Task objective:
Work out how many lines below contain "Triangle", then write only that number.

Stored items

[Start of Attachment]

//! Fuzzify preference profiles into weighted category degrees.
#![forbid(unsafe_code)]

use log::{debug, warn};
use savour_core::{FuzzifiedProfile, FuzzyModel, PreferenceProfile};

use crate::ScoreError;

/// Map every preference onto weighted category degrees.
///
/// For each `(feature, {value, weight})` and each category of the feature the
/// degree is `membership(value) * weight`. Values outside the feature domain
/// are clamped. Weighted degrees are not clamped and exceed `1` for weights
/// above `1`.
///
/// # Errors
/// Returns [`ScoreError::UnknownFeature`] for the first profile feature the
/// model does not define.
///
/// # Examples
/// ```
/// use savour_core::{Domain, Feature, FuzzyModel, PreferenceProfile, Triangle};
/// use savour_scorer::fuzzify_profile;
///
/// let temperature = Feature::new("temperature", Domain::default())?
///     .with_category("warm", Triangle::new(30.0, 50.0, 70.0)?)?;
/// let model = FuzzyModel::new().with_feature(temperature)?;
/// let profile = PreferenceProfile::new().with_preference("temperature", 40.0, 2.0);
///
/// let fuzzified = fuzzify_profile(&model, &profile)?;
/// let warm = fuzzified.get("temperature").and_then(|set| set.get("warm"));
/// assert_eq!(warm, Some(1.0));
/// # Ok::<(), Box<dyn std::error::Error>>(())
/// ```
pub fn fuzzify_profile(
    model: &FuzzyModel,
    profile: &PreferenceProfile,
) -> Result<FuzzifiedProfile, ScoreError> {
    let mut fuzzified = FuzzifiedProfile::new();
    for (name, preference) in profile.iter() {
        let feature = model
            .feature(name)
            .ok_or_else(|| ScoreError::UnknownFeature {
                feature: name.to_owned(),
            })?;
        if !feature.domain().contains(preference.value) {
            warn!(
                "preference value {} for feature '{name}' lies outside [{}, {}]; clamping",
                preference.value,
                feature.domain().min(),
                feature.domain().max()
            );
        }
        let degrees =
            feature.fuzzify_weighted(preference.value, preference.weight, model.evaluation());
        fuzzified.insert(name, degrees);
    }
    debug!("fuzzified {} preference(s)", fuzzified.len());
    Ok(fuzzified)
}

[End of Attachment]
[Start of Attachment]

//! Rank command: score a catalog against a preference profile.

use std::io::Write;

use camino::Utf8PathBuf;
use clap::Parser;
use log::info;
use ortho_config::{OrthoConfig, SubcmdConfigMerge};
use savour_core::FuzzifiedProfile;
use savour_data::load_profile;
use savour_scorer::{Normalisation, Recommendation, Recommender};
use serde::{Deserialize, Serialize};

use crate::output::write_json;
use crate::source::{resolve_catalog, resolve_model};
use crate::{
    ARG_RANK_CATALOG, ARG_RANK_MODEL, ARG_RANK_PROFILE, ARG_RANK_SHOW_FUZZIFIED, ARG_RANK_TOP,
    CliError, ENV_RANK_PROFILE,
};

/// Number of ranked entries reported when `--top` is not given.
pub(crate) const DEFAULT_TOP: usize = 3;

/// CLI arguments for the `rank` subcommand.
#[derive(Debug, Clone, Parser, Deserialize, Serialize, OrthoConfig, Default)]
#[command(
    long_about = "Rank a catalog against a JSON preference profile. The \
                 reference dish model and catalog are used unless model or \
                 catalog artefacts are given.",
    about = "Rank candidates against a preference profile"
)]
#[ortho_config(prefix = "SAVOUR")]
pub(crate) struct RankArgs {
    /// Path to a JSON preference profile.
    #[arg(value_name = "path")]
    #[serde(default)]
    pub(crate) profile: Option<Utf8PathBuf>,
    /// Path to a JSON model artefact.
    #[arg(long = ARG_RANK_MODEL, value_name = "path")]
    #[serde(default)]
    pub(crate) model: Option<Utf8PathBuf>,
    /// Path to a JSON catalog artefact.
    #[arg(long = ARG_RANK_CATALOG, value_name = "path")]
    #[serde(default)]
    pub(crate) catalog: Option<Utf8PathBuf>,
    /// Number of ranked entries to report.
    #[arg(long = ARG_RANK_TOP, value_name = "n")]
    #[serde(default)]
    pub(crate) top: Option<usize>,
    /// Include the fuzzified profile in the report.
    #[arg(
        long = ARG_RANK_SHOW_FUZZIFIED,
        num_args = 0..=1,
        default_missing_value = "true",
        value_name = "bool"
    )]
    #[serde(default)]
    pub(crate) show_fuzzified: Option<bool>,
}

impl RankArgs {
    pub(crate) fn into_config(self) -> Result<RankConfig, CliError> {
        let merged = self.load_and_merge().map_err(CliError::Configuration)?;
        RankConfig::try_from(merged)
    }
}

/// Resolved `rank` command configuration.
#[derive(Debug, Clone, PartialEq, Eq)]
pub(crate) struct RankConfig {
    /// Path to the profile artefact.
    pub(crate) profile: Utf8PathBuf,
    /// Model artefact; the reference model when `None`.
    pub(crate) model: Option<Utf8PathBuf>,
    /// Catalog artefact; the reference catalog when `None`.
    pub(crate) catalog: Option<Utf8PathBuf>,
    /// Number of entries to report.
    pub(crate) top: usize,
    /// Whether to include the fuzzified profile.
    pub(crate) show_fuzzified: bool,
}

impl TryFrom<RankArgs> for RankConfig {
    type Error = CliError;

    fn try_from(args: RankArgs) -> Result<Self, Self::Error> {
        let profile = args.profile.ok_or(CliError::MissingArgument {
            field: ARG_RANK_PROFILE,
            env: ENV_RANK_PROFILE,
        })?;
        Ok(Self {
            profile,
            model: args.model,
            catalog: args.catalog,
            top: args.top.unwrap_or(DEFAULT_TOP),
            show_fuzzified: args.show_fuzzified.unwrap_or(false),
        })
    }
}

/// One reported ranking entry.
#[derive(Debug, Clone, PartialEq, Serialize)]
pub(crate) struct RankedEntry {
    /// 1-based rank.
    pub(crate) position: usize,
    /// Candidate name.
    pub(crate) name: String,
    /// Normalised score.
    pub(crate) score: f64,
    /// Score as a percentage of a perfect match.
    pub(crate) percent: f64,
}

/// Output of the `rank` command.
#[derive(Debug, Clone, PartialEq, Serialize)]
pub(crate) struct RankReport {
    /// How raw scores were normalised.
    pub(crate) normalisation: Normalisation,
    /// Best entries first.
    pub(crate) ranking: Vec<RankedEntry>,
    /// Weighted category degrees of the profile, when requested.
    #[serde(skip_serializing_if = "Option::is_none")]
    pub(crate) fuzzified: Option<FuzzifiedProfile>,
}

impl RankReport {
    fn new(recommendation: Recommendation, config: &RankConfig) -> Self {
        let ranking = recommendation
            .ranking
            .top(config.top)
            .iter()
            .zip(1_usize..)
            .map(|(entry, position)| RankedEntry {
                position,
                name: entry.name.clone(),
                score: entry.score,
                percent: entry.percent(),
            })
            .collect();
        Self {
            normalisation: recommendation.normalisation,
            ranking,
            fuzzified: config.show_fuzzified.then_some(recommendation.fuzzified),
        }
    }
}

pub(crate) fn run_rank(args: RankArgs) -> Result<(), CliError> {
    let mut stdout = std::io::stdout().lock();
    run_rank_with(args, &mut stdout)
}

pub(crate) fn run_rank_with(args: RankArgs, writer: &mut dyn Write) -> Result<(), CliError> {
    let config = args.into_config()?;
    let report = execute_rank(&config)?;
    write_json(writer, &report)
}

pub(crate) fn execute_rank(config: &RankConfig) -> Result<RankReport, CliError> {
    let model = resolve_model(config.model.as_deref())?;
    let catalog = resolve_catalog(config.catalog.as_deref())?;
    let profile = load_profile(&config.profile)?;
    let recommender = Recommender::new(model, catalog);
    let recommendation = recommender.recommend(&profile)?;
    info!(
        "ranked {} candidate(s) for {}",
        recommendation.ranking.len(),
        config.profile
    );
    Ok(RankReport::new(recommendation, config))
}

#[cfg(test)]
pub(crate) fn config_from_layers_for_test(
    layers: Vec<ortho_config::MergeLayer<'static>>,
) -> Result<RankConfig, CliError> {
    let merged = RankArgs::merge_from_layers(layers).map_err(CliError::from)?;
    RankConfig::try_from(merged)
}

[End of Attachment]

Finished task:
2